EXERCISE: Copy out only those lines running from the line with "fn to_json(summary: &CsrSummary)" to the end of the listing, keeping each one exactly as it is.

PROVIDED INFORMATION:
//! Certificate authority errors.

use thiserror::Error;

#[derive(Debug, Error)]
pub enum CertgenError {
    /// The issuance parameters were rejected before any key material was made.
    #[error("invalid request: {0}")]
    InvalidRequest(String),

    /// PEM framing or DER structure could not be decoded.
    #[error("malformed input: {0}")]
    MalformedInput(String),

    /// The CSR's proof of possession did not verify.
    #[error("signature check failed: {0}")]
    SignatureInvalid(String),

    #[error("certificate issuance failed: {0}")]
    IssuanceFailed(String),
}
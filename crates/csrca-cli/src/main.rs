//! csrparse: check that a CSR file parses and dump what is in it.

use std::path::PathBuf;

use anyhow::Context;
use clap::Parser;
use csrca_certgen::CsrSummary;
use serde::Serialize;

#[derive(Parser)]
#[command(
    name = "csrparse",
    about = "Parse a PEM certificate signing request and print it as JSON",
    version
)]
struct Cli {
    /// CSR file.
    file: PathBuf,
}

fn main() -> anyhow::Result<()> {
    tracing_subscriber::fmt()
        .with_env_filter(
            tracing_subscriber::EnvFilter::try_from_default_env()
                .unwrap_or_else(|_| tracing_subscriber::EnvFilter::new("warn")),
        )
        .with_writer(std::io::stderr)
        .init();

    let cli = Cli::parse();

    let data = std::fs::read(&cli.file)
        .with_context(|| format!("error reading file {}", cli.file.display()))?;
    tracing::debug!(file = %cli.file.display(), bytes = data.len(), "read CSR file");

    let summary = CsrSummary::from_pem(&data).context("parse CSR error")?;
    print!("{}", to_json(&summary)?);

    Ok(())
}

/// Pretty JSON with four-space indentation.
fn to_json(summary: &CsrSummary) -> anyhow::Result<String> {
    let mut out = Vec::new();
    let formatter = serde_json::ser::PrettyFormatter::with_indent(b"    ");
    let mut serializer = serde_json::Serializer::with_formatter(&mut out, formatter);
    summary
        .serialize(&mut serializer)
        .context("JSON error")?;
    String::from_utf8(out).context("JSON error")
}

ANSWER BOX:
fn to_json(summary: &CsrSummary) -> anyhow::Result<String> {
    let mut out = Vec::new();
    let formatter = serde_json::ser::PrettyFormatter::with_indent(b"    ");
    let mut serializer = serde_json::Serializer::with_formatter(&mut out, formatter);
    summary
        .serialize(&mut serializer)
        .context("JSON error")?;
    String::from_utf8(out).context("JSON error")
}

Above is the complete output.